就在这时,一只握着旗子的手,伸到了她面前。
手背白皙,指尖细长漂亮。
薛梨诧异地抬起头,看到沈南星没好气地望着她——
“眼镜找到了?”
“昂…”
“还有一点时间,快准备准备,等会儿领方阵。”
“啊,不了。”薛梨连忙道,“我只是回来走方阵的,没想当举旗手。”
“你当我傻啊。”沈南星看着她,无奈地说,“什么破借口,谁不知道你这小瞎子,命丢了都不会把眼镜丢了。”
“我…我是真的…”
“行了,我的舞台多着呢,你啊,这是你第一次有机会在这么多人面前展示自己吧,而且说不定观众里…还有对你很重要的那个人,你也想让他看到自己超厉害的样子吧!”
这句话,让薛梨的心脏突了突。
怎么说呢,还挺想被那个人看到的。
他恐怕还不知道她有这样的本事,以为她只是随便举举旗子呢。
薛梨心跳开始加速了,一把抱住了沈南星的手臂,“你好好哦。”
“哎呀,你这个撒娇怪,真是的…”沈南星将旗子塞进了女孩的怀里。
其实…不是沈南星好,她才不好呢,又刻薄又小气又毒舌,极端自信的背后…其实有些自卑。
这小姑娘以为她好,其实只是因为薛梨自己是个温暖的女孩,所以让周围人都愿意对她展露温暖的一面罢了。
沈南星笑了起来,摸了摸薛梨的脑袋:“加油吧,多翻几个跟头,迷死那个人。”
“呃…被你这么一说,忽然有点不想上了。”
“快去啦!”
“嗯!”
薛梨低头看着那一面半人高的旗子,用力握紧了它。
耳边回想着陈西泽的话:“永远不要向命运低头,即便战死沙场。”
也许,可以再努力向他靠近一点点。


第19章 翻车
每个班的方阵检阅仪式,只有短短不到一分钟的时间。
这却是薛梨人生从未有过的高光时刻,因为全校几万人的目光,此刻都凝聚在她一个人身上。

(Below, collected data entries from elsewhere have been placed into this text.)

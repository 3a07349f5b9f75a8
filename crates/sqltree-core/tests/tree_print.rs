//! Golden tests for the indented tree rendering.

mod common;
use common::*;

#[test]
fn select_with_where() {
    let expected = "\
CursorNode
result_set:
  SelectNode
  distinct: false
  result_columns:
    ResultColumnList
    [0]:
      ResultColumnNode
      expression:
        ColumnReferenceNode
        column_name: a
  from_list:
    FromList
    [0]:
      FromBaseTableNode
      table_name: t
  where_clause:
    BinaryOperatorNode
    operator: =
    method_name: equals
    left_operand:
      ColumnReferenceNode
      column_name: b
    right_operand:
      ConstantNode
      value: 1
";
    assert_eq!(parse("SELECT a FROM t WHERE b = 1").tree_print(), expected);
}

#[test]
fn values_rows() {
    let expected = "\
CursorNode
result_set:
  ValuesNode
  rows:
    RowNodeList
    [0]:
      RowResultSetNode
      values:
        ValueNodeList
        [0]:
          ConstantNode
          value: 1
        [1]:
          ConstantNode
          value: 'x'
";
    assert_eq!(parse("VALUES (1, 'x')").tree_print(), expected);
}

#[test]
fn aliases_and_parameters() {
    let expected = "\
CursorNode
result_set:
  SelectNode
  distinct: true
  result_columns:
    ResultColumnList
    [0]:
      ResultColumnNode
      name: total
      expression:
        ParameterNode
        number: 0
  from_list:
    FromList
";
    assert_eq!(parse("SELECT DISTINCT ? AS total").tree_print(), expected);
}

#[test]
fn create_table() {
    let expected = "\
CreateTableNode
object_name: t
elements:
  TableElementList
  [0]:
    ColumnDefinitionNode
    name: id
    data_type: INTEGER NOT NULL
  [1]:
    ConstraintDefinitionNode
    constraint_type: PRIMARY KEY
    behavior: DEFAULT
    column_list:
      ColumnReferenceList
      [0]:
        ColumnReferenceNode
        column_name: id
";
    assert_eq!(
        parse("CREATE TABLE t (id INT NOT NULL PRIMARY KEY)").tree_print(),
        expected
    );
}

#[test]
fn index_function_application() {
    let expected = "\
CreateIndexNode
object_name: i
table_name: t
unique: false
columns:
  IndexColumnList
  function_name: f
  first_argument: 0
  last_argument: 1
  [0]:
    IndexColumnNode
    column_name: a
    ascending: true
  [1]:
    IndexColumnNode
    column_name: b
    ascending: true
";
    assert_eq!(parse("CREATE INDEX i ON t (f(a, b))").tree_print(), expected);
}

#[test]
fn print_is_stable_across_copies_and_spacing() {
    let a = parse("SELECT a FROM t WHERE b = 1");
    let b = parse("select a\n  from t\n where b = 1");
    assert_eq!(a.tree_print(), b.tree_print());
}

习惯了逃避,习惯了把自己隐藏在人群中,久而久之,她好像就真的变成了广袤沙漠中的一颗小砂砾,毫不起眼。
今天是第一次,小砂砾要将自己曝露在太阳之下,折射出不一样的光芒了。
薛梨紧张得要死,肾上腺素疯狂飙升,在等候入场期间,跑了好几次洗手间了。
沈南星一直在她身边,给她加油鼓劲儿:“没事,就跟玩儿似的。”
“刚刚在后场都没注意,怎么这么多人啊!”
晨风吹拂着,小姑娘的身子哆嗦个没完,“不行不行,我真的不行!南南还是你来吧!我一走出去,我就会原地猝死!”
“我帮你叫火葬场。”
“呜…”
薛梨紧紧攥着她,沈南星感觉到她掌心冒了冷汗:“你把他们全都当成大白菜就好了!”
“我最讨厌大白菜了。”
“那你喜欢什么?”
薛梨想了想,说道:“我喜欢…生石花。”
“那是什么啊?”
“就是一种长得很像屁股的多肉植物。”
“那你就把他们全部当成屁股。”
“我试试。”
薛梨闭上眼,努力想象着全场观众变成了一排排的屁股。